Data for analysis:

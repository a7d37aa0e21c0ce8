//! hhea test data

#[rustfmt::skip]
pub static SIMPLE: &[u8] = &[
    0x00, 0x01, 0x00, 0x00, // version 1.0
    0x05, 0x6B, // ascender 1387
    0x00, 0x00, // descender 0
    0x00, 0x57, // lineGap 87
    0x06, 0x39, // advanceWidthMax 1593
    0x00, 0x00, // minLeftSideBearing 0
    0x00, 0x00, // minRightSideBearing 0
    0x06, 0xCC, // xMaxExtent 1740
    0x00, 0x00, // caretSlopeRise 0
    0x00, 0x00, // caretSlopeRun 0
    0x00, 0x00, // caretOffset 0
    0x00, 0x00, 0x00, 0x00, 0x00, 0x00, 0x00, 0x00, // reserved
    0x00, 0x00, // metricDataFormat 0
    0x00, 0x04, // numberOfHMetrics 4
];
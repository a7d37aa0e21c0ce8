//! The [loca (Index to Location)][loca] table
//!
//! [loca]: https://docs.microsoft.com/en-us/typography/opentype/spec/loca

use std::ops::Range;

use font_types::Tag;

use crate::{
    font_data::FontData,
    read::{FontReadWithArgs, ReadArgs, ReadError},
    tables::TopLevelTable,
    validate::{Validate, ValidationCtx},
    write::{FontWrite, TableWriter},
};

// https://github.com/fonttools/fonttools/blob/1c283756a5e39d69459eea80ed12792adc4922dd/Lib/fontTools/ttLib/tables/_l_o_c_a.py#L37
const MAX_SHORT_LOCA_VALUE: u32 = 0x20000;

/// The [loca] table.
///
/// Offsets are always stored as byte offsets into `glyf`; short tables store
/// them halved on disk.
///
/// [loca]: https://docs.microsoft.com/en-us/typography/opentype/spec/loca
#[derive(Clone, Debug, PartialEq, Eq)]
#[cfg_attr(feature = "serde", derive(serde::Serialize, serde::Deserialize))]
pub struct Loca {
    /// One offset per glyph, plus a final offset marking the end of the last
    /// glyph.
    pub offsets: Vec<u32>,
    pub format: LocaFormat,
}

/// Whether or not the 'loca' table uses short or long offsets.
///
/// This flag is stored in the 'head' table's [indexToLocFormat][locformat] field.
///
/// [locformat]: super::head::Head::index_to_loc_format
#[repr(u8)]
#[derive(Copy, Clone, Debug, Default, PartialEq, Eq)]
#[cfg_attr(feature = "serde", derive(serde::Serialize, serde::Deserialize))]
pub enum LocaFormat {
    #[default]
    Short = 0,
    Long = 1,
}

impl TopLevelTable for Loca {
    const TAG: Tag = Tag::new(b"loca");
}

impl Loca {
    /// Create a new loca table from 32-bit offsets.
    ///
    /// The smallest format that can represent the offsets is chosen.
    pub fn new(offsets: Vec<u32>) -> Self {
        let format = LocaFormat::for_offsets(&offsets);
        Loca { offsets, format }
    }

    /// The number of glyphs located by this table.
    pub fn num_glyphs(&self) -> usize {
        self.offsets.len().saturating_sub(1)
    }

    /// The byte range of a glyph within `glyf`.
    pub fn glyph_range(&self, gid: u16) -> Option<Range<usize>> {
        let idx = gid as usize;
        let start = *self.offsets.get(idx)?;
        let end = *self.offsets.get(idx + 1)?;
        Some(start as usize..end as usize)
    }
}

impl LocaFormat {
    /// The smallest format able to store these offsets.
    pub fn for_offsets(offsets: &[u32]) -> LocaFormat {
        if LocaFormat::Short.can_represent(offsets) {
            LocaFormat::Short
        } else {
            LocaFormat::Long
        }
    }

    /// `true` if every offset can be written in this format.
    pub fn can_represent(self, offsets: &[u32]) -> bool {
        match self {
            LocaFormat::Long => true,
            LocaFormat::Short => {
                offsets.last().copied().unwrap_or_default() < MAX_SHORT_LOCA_VALUE
                    && offsets.iter().all(|offset| offset % 2 == 0)
            }
        }
    }

    /// Interpret `head.index_to_loc_format`.
    pub fn from_index_to_loc_format(raw: i16) -> LocaFormat {
        if raw == 0 {
            LocaFormat::Short
        } else {
            LocaFormat::Long
        }
    }

    /// The value stored in `head.index_to_loc_format`.
    pub fn to_index_to_loc_format(self) -> i16 {
        self as u8 as i16
    }
}

impl ReadArgs for Loca {
    type Args = LocaFormat;
}

impl FontReadWithArgs for Loca {
    /// Read every offset present in the table.
    ///
    /// The number of offsets is not checked against `maxp` here; that happens
    /// when `glyf` is decoded.
    fn read_with_args(data: FontData<'_>, format: &LocaFormat) -> Result<Self, ReadError> {
        let mut cursor = data.cursor();
        let offsets = match format {
            LocaFormat::Short => cursor
                .read_array::<u16>(data.len() / 2)?
                .into_iter()
                .map(|off| off as u32 * 2)
                .collect(),
            LocaFormat::Long => cursor.read_array::<u32>(data.len() / 4)?,
        };
        Ok(Loca {
            offsets,
            format: *format,
        })
    }
}

impl FontWrite for Loca {
    fn write_into(&self, writer: &mut TableWriter) {
        match self.format {
            LocaFormat::Long => self.offsets.write_into(writer),
            LocaFormat::Short => self
                .offsets
                .iter()
                .for_each(|off| ((off >> 1) as u16).write_into(writer)),
        }
    }
}

impl Validate for Loca {
    fn validate_impl(&self, ctx: &mut ValidationCtx) {
        ctx.in_table("loca", |ctx| {
            ctx.in_field("offsets", |ctx| {
                if self.offsets.windows(2).any(|pair| pair[0] > pair[1]) {
                    ctx.report("offsets must be non-decreasing");
                }
                if !self.format.can_represent(&self.offsets) {
                    ctx.report("offsets cannot be represented in the short format");
                }
            })
        })
    }
}

#[cfg(test)]
mod tests {
    use super::*;

    const OFFSETS: [u32; 5] = [0, 152, 152, 152, 864];

    #[test]
    fn encode_short() {
        let loca = Loca {
            offsets: OFFSETS.to_vec(),
            format: LocaFormat::Short,
        };
        let dumped = crate::write::dump_table(&loca).unwrap();
        assert_eq!(dumped, font_test_data::loca::SHORT);
    }

    #[test]
    fn encode_long() {
        let loca = Loca {
            offsets: OFFSETS.to_vec(),
            format: LocaFormat::Long,
        };
        let dumped = crate::write::dump_table(&loca).unwrap();
        assert_eq!(dumped, font_test_data::loca::LONG);
    }

    #[test]
    fn decode_both_formats() {
        let short =
            Loca::read_with_args(FontData::new(font_test_data::loca::SHORT), &LocaFormat::Short)
                .unwrap();
        let long =
            Loca::read_with_args(FontData::new(font_test_data::loca::LONG), &LocaFormat::Long)
                .unwrap();
        assert_eq!(short.offsets, OFFSETS);
        assert_eq!(long.offsets, OFFSETS);
        assert_eq!(short.glyph_range(3), Some(152..864));
        assert_eq!(short.glyph_range(4), None);
    }

    #[test]
    fn format_selection() {
        assert_eq!(LocaFormat::for_offsets(&OFFSETS), LocaFormat::Short);
        assert_eq!(LocaFormat::for_offsets(&[0, 3]), LocaFormat::Long);
        assert_eq!(LocaFormat::for_offsets(&[0, 0x1FFFE]), LocaFormat::Short);
        assert_eq!(LocaFormat::for_offsets(&[0, 0x20000]), LocaFormat::Long);
    }

    #[test]
    fn short_cannot_hold_odd_offsets() {
        let loca = Loca {
            offsets: vec![0, 7],
            format: LocaFormat::Short,
        };
        assert!(crate::write::dump_table(&loca).is_err());
    }
}
//! The [prep (Control Value Program)](https://learn.microsoft.com/en-us/typography/opentype/spec/prep) table

use font_types::Tag;

use crate::{
    font_data::FontData,
    read::{FontRead, ReadError},
    tables::TopLevelTable,
    validate::{Validate, ValidationCtx},
    write::{FontWrite, TableWriter},
};

/// Instructions run whenever the point size or transform changes.
///
/// The bytecode is not interpreted.
#[derive(Clone, Debug, Default, PartialEq, Eq)]
#[cfg_attr(feature = "serde", derive(serde::Serialize, serde::Deserialize))]
pub struct Prep {
    pub instructions: Vec<u8>,
}

impl TopLevelTable for Prep {
    const TAG: Tag = Tag::new(b"prep");
}

impl FontRead for Prep {
    fn read(data: FontData<'_>) -> Result<Self, ReadError> {
        Ok(Prep {
            instructions: data.as_bytes().to_vec(),
        })
    }
}

impl FontWrite for Prep {
    fn write_into(&self, writer: &mut TableWriter) {
        writer.write_slice(&self.instructions)
    }
}

impl Validate for Prep {
    fn validate_impl(&self, _ctx: &mut ValidationCtx) {}
}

Directions: From the first line of the listing above to the line that contains "short tables store", inclusive, restate every line word for word. Nothing else belongs in the answer.

Written solution:
repository a7d37aa0e21c0ce8
//! hhea test data

#[rustfmt::skip]
pub static SIMPLE: &[u8] = &[
    0x00, 0x01, 0x00, 0x00, // version 1.0
    0x05, 0x6B, // ascender 1387
    0x00, 0x00, // descender 0
    0x00, 0x57, // lineGap 87
    0x06, 0x39, // advanceWidthMax 1593
    0x00, 0x00, // minLeftSideBearing 0
    0x00, 0x00, // minRightSideBearing 0
    0x06, 0xCC, // xMaxExtent 1740
    0x00, 0x00, // caretSlopeRise 0
    0x00, 0x00, // caretSlopeRun 0
    0x00, 0x00, // caretOffset 0
    0x00, 0x00, 0x00, 0x00, 0x00, 0x00, 0x00, 0x00, // reserved
    0x00, 0x00, // metricDataFormat 0
    0x00, 0x04, // numberOfHMetrics 4
];
repository a7d37aa0e21c0ce8
//! The [loca (Index to Location)][loca] table
//!
//! [loca]: https://docs.microsoft.com/en-us/typography/opentype/spec/loca

use std::ops::Range;

use font_types::Tag;

use crate::{
    font_data::FontData,
    read::{FontReadWithArgs, ReadArgs, ReadError},
    tables::TopLevelTable,
    validate::{Validate, ValidationCtx},
    write::{FontWrite, TableWriter},
};

// https://github.com/fonttools/fonttools/blob/1c283756a5e39d69459eea80ed12792adc4922dd/Lib/fontTools/ttLib/tables/_l_o_c_a.py#L37
const MAX_SHORT_LOCA_VALUE: u32 = 0x20000;

/// The [loca] table.
///
/// Offsets are always stored as byte offsets into `glyf`; short tables store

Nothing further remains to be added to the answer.